**Exercise objective:** Could you set down every entry exactly as it appears?

**Records to process:**
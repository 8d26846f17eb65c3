//! Normalization of loosely-shaped content API payloads.
//!
//! Every normalized attribute is resolved through an ordered alias list; the first
//! candidate path that yields a non-empty value wins. Mapping never fails: missing or
//! malformed fields become `None`.

mod property;
mod review;
mod translation;

use serde_json::Value;

use crate::models::JsonObject;

/// Ordered candidate paths per logical attribute. Order is priority.
pub type AliasTable = &'static [(&'static str, &'static [&'static str])];

pub const REVIEW_ALIASES: AliasTable = &[
    ("author", &["author", "name", "userName", "reviewer", "reviewer.name"]),
    ("author_first", &["first_name", "firstname", "user.first_name", "user.firstName"]),
    ("author_last", &["last_name", "lastname", "user.last_name", "user.lastName"]),
    ("title", &["title", "review_title", "headline", "summary"]),
    ("text", &["text", "review_text", "review", "comment", "content", "body", "message"]),
    ("lang", &["lang", "language", "language_code", "languageCode", "locale"]),
    ("source", &["source", "platform", "provider", "site", "origin"]),
    ("source_id", &["id", "review_id", "reviewId"]),
    (
        "rating",
        &["rating", "rate", "score", "rating.value", "scores.overall", "overall_score", "average_score"],
    ),
];

pub const I18N_ALIASES: AliasTable = &[
    ("name", &["name", "hotel_name", "translations.name"]),
    (
        "description",
        &["description", "markdown_description", "translations.description", "description_long"],
    ),
    ("policies", &["policies", "important_info", "translations.policies"]),
    (
        "address",
        &[
            "address",
            "address.line",
            "address_raw",
            "full_address",
            "address1",
            "address_line1",
            "location.address",
            "street",
            "street_address",
        ],
    ),
];

pub const PROPERTY_ALIASES: AliasTable = &[
    ("id", &["hotel_id", "cupid_id", "id"]),
    ("brand_id", &["chain_id", "brand_id"]),
    ("stars", &["stars", "rating.stars", "rating"]),
    ("lat", &["latitude", "lat", "location.lat"]),
    ("lon", &["longitude", "lon", "lng", "location.lon", "location.lng"]),
    ("country", &["address.country", "country", "countryCode", "country_code"]),
    ("city", &["address.city", "city", "locality", "town"]),
    (
        "address",
        &["address_raw", "address", "address.line", "full_address", "location.address", "formatted_address"],
    ),
    ("amenities", &["facilities", "amenities"]),
    ("images", &["photos", "images"]),
];

/// Component paths used to compose an address when no single field is present.
pub const ADDRESS_COMPONENTS: &[&str] = &[
    "address.addressLine1",
    "address.addressLine2",
    "address.street",
    "address.district",
    "address.city",
    "address.state",
    "address.postcode",
    "address.zip",
    "address.country",
    "street",
    "city",
    "postcode",
    "zip",
    "country",
];

/// Candidate paths for a logical attribute; empty when the table has no such key.
pub fn aliases(table: AliasTable, key: &str) -> &'static [&'static str] {
    table
        .iter()
        .find(|(name, _)| *name == key)
        .map(|(_, paths)| *paths)
        .unwrap_or(&[])
}

#[derive(Debug, Clone, Copy, Default)]
pub struct FieldMapper;

impl FieldMapper {
    pub fn new() -> Self {
        Self
    }

    /// Dot-path descent through nested objects. Any non-object along the way yields `None`.
    pub fn extract_value_by_path<'a>(&self, data: &'a JsonObject, path: &str) -> Option<&'a Value> {
        let mut parts = path.split('.');
        let mut current = data.get(parts.next()?)?;
        for part in parts {
            current = current.as_object()?.get(part)?;
        }
        Some(current)
    }

    pub fn is_empty_value(&self, value: &Value) -> bool {
        match value {
            Value::Null => true,
            Value::String(s) => s.trim().is_empty(),
            Value::Array(a) => a.is_empty(),
            Value::Object(o) => o.is_empty(),
            _ => false,
        }
    }

    /// Trimmed, non-empty string at `path`. Non-string values are ignored.
    pub fn lookup_str(&self, data: &JsonObject, path: &str) -> Option<String> {
        let s = self.extract_value_by_path(data, path)?.as_str()?.trim();
        if s.is_empty() {
            None
        } else {
            Some(s.to_string())
        }
    }

    pub fn first_str(&self, data: &JsonObject, paths: &[&str]) -> Option<String> {
        paths.iter().find_map(|p| self.lookup_str(data, p))
    }

    pub fn alias_str(&self, data: &JsonObject, table: AliasTable, key: &str) -> Option<String> {
        self.first_str(data, aliases(table, key))
    }

    /// First numeric value among `paths`. Strings are accepted, with `,` as decimal separator.
    pub fn first_f64(&self, data: &JsonObject, paths: &[&str]) -> Option<f64> {
        paths.iter().find_map(|p| match self.extract_value_by_path(data, p)? {
            Value::Number(n) => n.as_f64(),
            Value::String(s) => {
                let normalized = s.replace(',', ".");
                let trimmed = normalized.trim();
                if trimmed.is_empty() {
                    None
                } else {
                    trimmed.parse::<f64>().ok().filter(|f| f.is_finite())
                }
            }
            _ => None,
        })
    }

    pub fn first_i64(&self, data: &JsonObject, paths: &[&str]) -> Option<i64> {
        paths.iter().find_map(|p| match self.extract_value_by_path(data, p)? {
            Value::Number(n) => n.as_i64().or_else(|| n.as_f64().map(|f| f as i64)),
            Value::String(s) => s.trim().parse::<i64>().ok(),
            _ => None,
        })
    }

    /// First non-empty list among `paths`. Elements may be strings or objects carrying
    /// `url`, `src` or `name`.
    pub fn first_string_list(&self, data: &JsonObject, paths: &[&str]) -> Vec<String> {
        for path in paths {
            let Some(items) = self.extract_value_by_path(data, path).and_then(Value::as_array) else {
                continue;
            };
            let out: Vec<String> = items
                .iter()
                .filter_map(|item| match item {
                    Value::String(s) => Some(s.trim()),
                    Value::Object(obj) => ["url", "src", "name"].iter().find_map(|k| {
                        obj.get(*k)
                            .and_then(Value::as_str)
                            .map(str::trim)
                            .filter(|s| !s.is_empty())
                    }),
                    _ => None,
                })
                .filter(|s| !s.is_empty())
                .map(str::to_string)
                .collect();
            if !out.is_empty() {
                return out;
            }
        }
        Vec::new()
    }
}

**Exercise response:**
repository 8d26846f17eb65c3
//! Normalization of loosely-shaped content API payloads.
//!
//! Every normalized attribute is resolved through an ordered alias list; the first
//! candidate path that yields a non-empty value wins. Mapping never fails: missing or
//! malformed fields become `None`.

mod property;
mod review;
mod translation;

use serde_json::Value;

use crate::models::JsonObject;

/// Ordered candidate paths per logical attribute. Order is priority.
pub type AliasTable = &'static [(&'static str, &'static [&'static str])];

pub const REVIEW_ALIASES: AliasTable = &[
    ("author", &["author", "name", "userName", "reviewer", "reviewer.name"]),
    ("author_first", &["first_name", "firstname", "user.first_name", "user.firstName"]),
    ("author_last", &["last_name", "lastname", "user.last_name", "user.lastName"]),
    ("title", &["title", "review_title", "headline", "summary"]),
    ("text", &["text", "review_text", "review", "comment", "content", "body", "message"]),
    ("lang", &["lang", "language", "language_code", "languageCode", "locale"]),
    ("source", &["source", "platform", "provider", "site", "origin"]),
    ("source_id", &["id", "review_id", "reviewId"]),
    (
        "rating",
        &["rating", "rate", "score", "rating.value", "scores.overall", "overall_score", "average_score"],
    ),
];

pub const I18N_ALIASES: AliasTable = &[
    ("name", &["name", "hotel_name", "translations.name"]),
    (
        "description",
        &["description", "markdown_description", "translations.description", "description_long"],
    ),
    ("policies", &["policies", "important_info", "translations.policies"]),
    (
        "address",
        &[
            "address",
            "address.line",
            "address_raw",
            "full_address",
            "address1",
            "address_line1",
            "location.address",
            "street",
            "street_address",
        ],
    ),
];

pub const PROPERTY_ALIASES: AliasTable = &[
    ("id", &["hotel_id", "cupid_id", "id"]),
    ("brand_id", &["chain_id", "brand_id"]),
    ("stars", &["stars", "rating.stars", "rating"]),
    ("lat", &["latitude", "lat", "location.lat"]),
    ("lon", &["longitude", "lon", "lng", "location.lon", "location.lng"]),
    ("country", &["address.country", "country", "countryCode", "country_code"]),
    ("city", &["address.city", "city", "locality", "town"]),
    (
        "address",
        &["address_raw", "address", "address.line", "full_address", "location.address", "formatted_address"],
    ),
    ("amenities", &["facilities", "amenities"]),
    ("images", &["photos", "images"]),
];

/// Component paths used to compose an address when no single field is present.
pub const ADDRESS_COMPONENTS: &[&str] = &[
    "address.addressLine1",
    "address.addressLine2",
    "address.street",
    "address.district",
    "address.city",
    "address.state",
    "address.postcode",
    "address.zip",
    "address.country",
    "street",
    "city",
    "postcode",
    "zip",
    "country",
];

/// Candidate paths for a logical attribute; empty when the table has no such key.
pub fn aliases(table: AliasTable, key: &str) -> &'static [&'static str] {
    table
        .iter()
        .find(|(name, _)| *name == key)
        .map(|(_, paths)| *paths)
        .unwrap_or(&[])
}

#[derive(Debug, Clone, Copy, Default)]
pub struct FieldMapper;

impl FieldMapper {
    pub fn new() -> Self {
        Self
    }

    /// Dot-path descent through nested objects. Any non-object along the way yields `None`.
    pub fn extract_value_by_path<'a>(&self, data: &'a JsonObject, path: &str) -> Option<&'a Value> {
        let mut parts = path.split('.');
        let mut current = data.get(parts.next()?)?;
        for part in parts {
            current = current.as_object()?.get(part)?;
        }
        Some(current)
    }

    pub fn is_empty_value(&self, value: &Value) -> bool {
        match value {
            Value::Null => true,
            Value::String(s) => s.trim().is_empty(),
            Value::Array(a) => a.is_empty(),
            Value::Object(o) => o.is_empty(),
            _ => false,
        }
    }

    /// Trimmed, non-empty string at `path`. Non-string values are ignored.
    pub fn lookup_str(&self, data: &JsonObject, path: &str) -> Option<String> {
        let s = self.extract_value_by_path(data, path)?.as_str()?.trim();
        if s.is_empty() {
            None
        } else {
            Some(s.to_string())
        }
    }

    pub fn first_str(&self, data: &JsonObject, paths: &[&str]) -> Option<String> {
        paths.iter().find_map(|p| self.lookup_str(data, p))
    }

    pub fn alias_str(&self, data: &JsonObject, table: AliasTable, key: &str) -> Option<String> {
        self.first_str(data, aliases(table, key))
    }

    /// First numeric value among `paths`. Strings are accepted, with `,` as decimal separator.
    pub fn first_f64(&self, data: &JsonObject, paths: &[&str]) -> Option<f64> {
        paths.iter().find_map(|p| match self.extract_value_by_path(data, p)? {
            Value::Number(n) => n.as_f64(),
            Value::String(s) => {
                let normalized = s.replace(',', ".");
                let trimmed = normalized.trim();
                if trimmed.is_empty() {
                    None
                } else {
                    trimmed.parse::<f64>().ok().filter(|f| f.is_finite())
                }
            }
            _ => None,
        })
    }

    pub fn first_i64(&self, data: &JsonObject, paths: &[&str]) -> Option<i64> {
        paths.iter().find_map(|p| match self.extract_value_by_path(data, p)? {
            Value::Number(n) => n.as_i64().or_else(|| n.as_f64().map(|f| f as i64)),
            Value::String(s) => s.trim().parse::<i64>().ok(),
            _ => None,
        })
    }

    /// First non-empty list among `paths`. Elements may be strings or objects carrying
    /// `url`, `src` or `name`.
    pub fn first_string_list(&self, data: &JsonObject, paths: &[&str]) -> Vec<String> {
        for path in paths {
            let Some(items) = self.extract_value_by_path(data, path).and_then(Value::as_array) else {
                continue;
            };
            let out: Vec<String> = items
                .iter()
                .filter_map(|item| match item {
                    Value::String(s) => Some(s.trim()),
                    Value::Object(obj) => ["url", "src", "name"].iter().find_map(|k| {
                        obj.get(*k)
                            .and_then(Value::as_str)
                            .map(str::trim)
                            .filter(|s| !s.is_empty())
                    }),
                    _ => None,
                })
                .filter(|s| !s.is_empty())
                .map(str::to_string)
                .collect();
            if !out.is_empty() {
                return out;
            }
        }
        Vec::new()
    }
}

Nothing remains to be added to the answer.